- Aim of the exercise -
Find the lines of the listing that contain the string "RGBA", and return them.

- Provided records -

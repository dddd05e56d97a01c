//! 4x5 affine color matrices and their per-pixel application.
//!
//! A matrix maps a pixel's straight (non-premultiplied) RGBA channels to
//! new channel values. Rows are output channels; the first four columns
//! mix the input channels and the fifth is a constant offset in 0-255
//! space:
//!
//! ```text
//! R' = m[0]*R  + m[1]*G  + m[2]*B  + m[3]*A  + m[4]
//! G' = m[5]*R  + m[6]*G  + m[7]*B  + m[8]*A  + m[9]
//! B' = m[10]*R + m[11]*G + m[12]*B + m[13]*A + m[14]
//! A' = m[15]*R + m[16]*G + m[17]*B + m[18]*A + m[19]
//! ```
//!
//! Results are clamped to [0, 255] after the affine map.

use rayon::prelude::*;
use serde::{Deserialize, Serialize};

use crate::raster::{RasterBuffer, BYTES_PER_PIXEL};

/// Minimum pixel count before the per-pixel loop parallelizes across rows.
const PARALLEL_PIXEL_THRESHOLD: usize = 262_144; // 512x512

/// Luminance weights used for desaturation, matching the Rec. 709 values
/// common to platform color-matrix implementations.
const LUM_R: f32 = 0.213;
const LUM_G: f32 = 0.715;
const LUM_B: f32 = 0.072;

/// A 4x5 row-major affine color transform.
#[derive(Debug, Clone, Copy, PartialEq, Serialize, Deserialize)]
pub struct ColorMatrix(pub [f32; 20]);

impl Default for ColorMatrix {
    fn default() -> Self {
        Self::identity()
    }
}

impl ColorMatrix {
    /// The identity transform.
    #[rustfmt::skip]
    pub const fn identity() -> Self {
        Self([
            1.0, 0.0, 0.0, 0.0, 0.0,
            0.0, 1.0, 0.0, 0.0, 0.0,
            0.0, 0.0, 1.0, 0.0, 0.0,
            0.0, 0.0, 0.0, 1.0, 0.0,
        ])
    }

    /// Build the brightness/contrast matrix.
    ///
    /// `brightness` is in [-100, 100] and `contrast` in [-50, 150]. The
    /// contrast scale pivots around mid gray: `scale = 1 + contrast/100`
    /// with `translate = 128 * (1 - scale)` so a value of 128 maps to
    /// itself. Brightness is a plain additive offset. At (0, 0) this is
    /// exactly the identity.
    #[rustfmt::skip]
    pub fn brightness_contrast(brightness: f32, contrast: f32) -> Self {
        let scale = 1.0 + contrast / 100.0;
        let translate = 128.0 * (1.0 - scale);
        let offset = translate + brightness;

        Self([
            scale, 0.0, 0.0, 0.0, offset,
            0.0, scale, 0.0, 0.0, offset,
            0.0, 0.0, scale, 0.0, offset,
            0.0, 0.0, 0.0, 1.0, 0.0,
        ])
    }

    /// Build a saturation matrix; `s = 0` desaturates to luminance and
    /// `s = 1` is the identity.
    #[rustfmt::skip]
    pub fn saturation(s: f32) -> Self {
        let inv = 1.0 - s;
        let r = inv * LUM_R;
        let g = inv * LUM_G;
        let b = inv * LUM_B;

        Self([
            r + s, g,     b,     0.0, 0.0,
            r,     g + s, b,     0.0, 0.0,
            r,     g,     b + s, 0.0, 0.0,
            0.0,   0.0,   0.0,   1.0, 0.0,
        ])
    }

    /// True if this is exactly the identity transform.
    pub fn is_identity(&self) -> bool {
        *self == Self::identity()
    }

    /// Map a single RGBA pixel through the matrix.
    #[inline]
    pub fn map_pixel(&self, px: [u8; 4]) -> [u8; 4] {
        let m = &self.0;
        let (r, g, b, a) = (px[0] as f32, px[1] as f32, px[2] as f32, px[3] as f32);

        let out_r = m[0] * r + m[1] * g + m[2] * b + m[3] * a + m[4];
        let out_g = m[5] * r + m[6] * g + m[7] * b + m[8] * a + m[9];
        let out_b = m[10] * r + m[11] * g + m[12] * b + m[13] * a + m[14];
        let out_a = m[15] * r + m[16] * g + m[17] * b + m[18] * a + m[19];

        [
            out_r.clamp(0.0, 255.0).round() as u8,
            out_g.clamp(0.0, 255.0).round() as u8,
            out_b.clamp(0.0, 255.0).round() as u8,
            out_a.clamp(0.0, 255.0).round() as u8,
        ]
    }
}

/// Apply a color matrix to every pixel, producing a new buffer.
///
/// The identity matrix short-circuits to a clone so a neutral adjustment
/// is pixel-identical to its input. Buffers above the parallel threshold
/// are processed row-parallel with rayon.
pub fn apply_matrix(image: &RasterBuffer, matrix: &ColorMatrix) -> RasterBuffer {
    if image.is_empty() || matrix.is_identity() {
        return image.clone();
    }

    let stride = image.width as usize * BYTES_PER_PIXEL;
    let mut output = vec![0u8; image.pixels.len()];

    let map_row = |(dst_row, src_row): (&mut [u8], &[u8])| {
        for (dst, src) in dst_row
            .chunks_exact_mut(BYTES_PER_PIXEL)
            .zip(src_row.chunks_exact(BYTES_PER_PIXEL))
        {
            let px = matrix.map_pixel([src[0], src[1], src[2], src[3]]);
            dst.copy_from_slice(&px);
        }
    };

    if image.pixel_count() as usize >= PARALLEL_PIXEL_THRESHOLD {
        output
            .par_chunks_exact_mut(stride)
            .zip(image.pixels.par_chunks_exact(stride))
            .for_each(map_row);
    } else {
        output
            .chunks_exact_mut(stride)
            .zip(image.pixels.chunks_exact(stride))
            .for_each(map_row);
    }

    RasterBuffer::new(image.width, image.height, output)
}

#[cfg(test)]
mod tests {
    use super::*;

    fn test_image(width: u32, height: u32) -> RasterBuffer {
        let mut pixels = Vec::with_capacity((width * height * 4) as usize);
        for y in 0..height {
            for x in 0..width {
                let v = ((y * width + x) % 256) as u8;
                pixels.extend_from_slice(&[v, v.wrapping_add(40), v.wrapping_add(80), 255]);
            }
        }
        RasterBuffer::new(width, height, pixels)
    }

    #[test]
    fn test_neutral_adjustment_is_identity() {
        let matrix = ColorMatrix::brightness_contrast(0.0, 0.0);
        assert!(matrix.is_identity());

        let img = test_image(16, 16);
        let result = apply_matrix(&img, &matrix);
        assert_eq!(result.pixels, img.pixels);
    }

    #[test]
    fn test_brightness_shifts_channels() {
        let img = RasterBuffer::filled(4, 4, [100, 100, 100, 255]);
        let result = apply_matrix(&img, &ColorMatrix::brightness_contrast(30.0, 0.0));
        assert_eq!(result.pixel(0, 0), [130, 130, 130, 255]);

        let result = apply_matrix(&img, &ColorMatrix::brightness_contrast(-30.0, 0.0));
        assert_eq!(result.pixel(0, 0), [70, 70, 70, 255]);
    }

    #[test]
    fn test_contrast_pivots_on_mid_gray() {
        let img = RasterBuffer::filled(2, 2, [128, 128, 128, 255]);
        let result = apply_matrix(&img, &ColorMatrix::brightness_contrast(0.0, 100.0));
        // 128 maps to itself under any contrast scale
        assert_eq!(result.pixel(0, 0), [128, 128, 128, 255]);

        let img = RasterBuffer::filled(2, 2, [160, 160, 160, 255]);
        let result = apply_matrix(&img, &ColorMatrix::brightness_contrast(0.0, 100.0));
        // scale 2.0: 160*2 - 128 = 192
        assert_eq!(result.pixel(0, 0), [192, 192, 192, 255]);
    }

    #[test]
    fn test_negative_contrast_flattens() {
        // scale 0.5: 200*0.5 + 64 = 164
        let img = RasterBuffer::filled(2, 2, [200, 200, 200, 255]);
        let result = apply_matrix(&img, &ColorMatrix::brightness_contrast(0.0, -50.0));
        assert_eq!(result.pixel(0, 0), [164, 164, 164, 255]);
    }

    #[test]
    fn test_output_clamped() {
        let img = RasterBuffer::filled(2, 2, [240, 240, 240, 255]);
        let result = apply_matrix(&img, &ColorMatrix::brightness_contrast(100.0, 0.0));
        assert_eq!(result.pixel(0, 0), [255, 255, 255, 255]);

        let img = RasterBuffer::filled(2, 2, [10, 10, 10, 255]);
        let result = apply_matrix(&img, &ColorMatrix::brightness_contrast(-100.0, 0.0));
        assert_eq!(result.pixel(0, 0), [0, 0, 0, 255]);
    }

    #[test]
    fn test_alpha_passes_through() {
        let img = RasterBuffer::filled(2, 2, [50, 60, 70, 120]);
        let result = apply_matrix(&img, &ColorMatrix::brightness_contrast(20.0, 50.0));
        assert_eq!(result.pixel(0, 0)[3], 120);
    }

    #[test]
    fn test_saturation_zero_is_gray() {
        let img = RasterBuffer::filled(2, 2, [200, 100, 50, 255]);
        let result = apply_matrix(&img, &ColorMatrix::saturation(0.0));
        let px = result.pixel(0, 0);
        assert_eq!(px[0], px[1]);
        assert_eq!(px[1], px[2]);
        assert_eq!(px[3], 255);
    }

    #[test]
    fn test_saturation_one_is_identity() {
        let img = test_image(8, 8);
        let result = apply_matrix(&img, &ColorMatrix::saturation(1.0));
        assert_eq!(result.pixels, img.pixels);
    }

    #[test]
    fn test_input_is_untouched() {
        let img = test_image(8, 8);
        let before = img.pixels.clone();
        let _ = apply_matrix(&img, &ColorMatrix::brightness_contrast(50.0, 50.0));
        assert_eq!(img.pixels, before);
    }
}

// ============================================================================
// Property-Based Tests
// ============================================================================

- Written response -
//! A matrix maps a pixel's straight (non-premultiplied) RGBA channels to
    /// Map a single RGBA pixel through the matrix.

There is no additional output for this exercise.